While France was accused of using its air force to napalm civilians in the
countryside, the Algerians were accused of using handmade bombs hidden in
women’s handbags and left surreptitiously in cafes, restaurants and public
places frequented by the French.
In one of the memorable scenes in the 1967 cinematic classic
The
Battle of Algiers, a handcuffed leader of the National Liberation Front
(NLF), Ben M’Hidi, is brought before a group of highly-partisan French
journalists for interrogation.
One of the journalists asks M’Hidi: “Don’t you think it is a bit cowardly to
use women’s handbags and baskets to carry explosive devices that kill so many
innocent people?”
The Algerian insurgent shoots back with equal bluntness: “And doesn’t it
seem to you even more cowardly to drop napalm bombs on unarmed villages, so
that there are a thousand times more innocent victims?”
Then he delivers the devastating punchline: “Of course, if we had your
fighter planes, it would be a lot easier for us. Give us your bombers, and you
can have our handbags and baskets.”
In the current conflict in Gaza, a role reversal would see Hamas armed with
fighter planes, air-to-surface missiles and battle tanks, while the Israelis
would be hitting back only with homemade rockets.
But in reality what is taking place in Gaza is a totally outmatched and
outranked Hamas fighting a country with one of the world’s most formidable and
sophisticated military machines, whose state-of-the-art equipment is provided
gratis – under so-called “Foreign Military Financing (FMF)” – by the United
States.
According to the latest figures, the two-week long conflict has claimed the
lives of more than 620 Palestinians, mostly civilians, including over 230 women
and children, and over 3,700 wounded, while the Israeli death toll is 27
soldiers and two civilians.
Speaking of the military imbalance, Dr.

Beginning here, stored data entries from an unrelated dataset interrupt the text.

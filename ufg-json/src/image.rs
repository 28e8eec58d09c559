use crate::validation::Error;
use crate::{buffer, extensions, Extras, Index, Path, Root};
use serde::{de, ser};
use serde_derive::{Deserialize, Serialize};
use std::fmt;
use ufg_derive::Validate;

/// All valid MIME types.
pub const VALID_MIME_TYPES: &[&str] = &["image/jpeg", "image/png"];

/// Image data used to create a texture.
///
/// An image carries exactly one source form: a URI (path or data URI), or a
/// buffer view plus a MIME type.
#[derive(Clone, Debug, Deserialize, Serialize, Validate)]
#[gltf(validate_hook = "image_validate_hook")]
pub struct Image {
    /// The parent buffer view containing the encoded image data.
    #[serde(rename = "bufferView")]
    #[serde(skip_serializing_if = "Option::is_none")]
    pub buffer_view: Option<Index<buffer::View>>,

    /// The image's MIME type. Required when `buffer_view` is set.
    #[serde(rename = "mimeType")]
    #[serde(skip_serializing_if = "Option::is_none")]
    pub mime_type: Option<MimeType>,

    /// Optional user-defined name for this object.
    #[serde(skip_serializing_if = "Option::is_none")]
    pub name: Option<String>,

    /// The uri of the image. Relative paths are relative to the .gltf file.
    /// May be a `data:` URI.
    #[serde(skip_serializing_if = "Option::is_none")]
    pub uri: Option<String>,

    /// Extension specific data.
    #[serde(default, skip_serializing_if = "Option::is_none")]
    pub extensions: Option<extensions::Unrecognized>,

    /// Optional application specific data.
    #[serde(default, skip_serializing_if = "Option::is_none")]
    pub extras: Extras,
}

fn image_validate_hook<P, R>(image: &Image, _root: &Root, path: P, report: &mut R)
where
    P: Fn() -> Path + Clone,
    R: FnMut(&dyn Fn() -> Path, Error),
{
    match (image.uri.as_ref(), image.buffer_view.as_ref()) {
        (Some(_), Some(_)) => report(&|| path().field("bufferView"), Error::Invalid),
        (None, None) => report(&|| path().field("uri"), Error::Missing),
        (None, Some(_)) if image.mime_type.is_none() => {
            report(&|| path().field("mimeType"), Error::Missing)
        }
        _ => {}
    }
}

/// An image MIME type.
#[derive(Clone, Debug, Eq, PartialEq)]
pub struct MimeType(pub String);

impl<'de> de::Deserialize<'de> for MimeType {
    fn deserialize<D>(deserializer: D) -> Result<Self, D::Error>
    where
        D: de::Deserializer<'de>,
    {
        struct Visitor;
        impl<'de> de::Visitor<'de> for Visitor {
            type Value = MimeType;

            fn expecting(&self, f: &mut fmt::Formatter) -> fmt::Result {
                write!(f, "a MIME type string")
            }

            fn visit_str<E>(self, value: &str) -> Result<Self::Value, E>
            where
                E: de::Error,
            {
                Ok(MimeType(value.to_string()))
            }
        }
        deserializer.deserialize_str(Visitor)
    }
}

impl ser::Serialize for MimeType {
    fn serialize<S>(&self, serializer: S) -> Result<S::Ok, S::Error>
    where
        S: ser::Serializer,
    {
        serializer.serialize_str(&self.0)
    }
}

impl crate::validation::Validate for MimeType {}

James E. Jennings, president of
Conscience International and executive director of U.S. Academics for Peace,
told IPS, “Unless you have been on the street facing Israeli troops in Gaza, or
sleeping on the floor under an Israeli aerial assault, as I have several times
while delivering aid in 1989, 2000, and 2009, it’s impossible to imagine the
total disproportion of power in this conflict.
“I saw boys who were merely running away shot in the back by Israeli
soldiers with Uzi [submachine guns] and arrayed in body armor, and in 2009 and
2012 at Rafah witnessed Israel’s technological superiority in coordinating
sophisticated computers, drones, and F-15s with devastating effect,” he said.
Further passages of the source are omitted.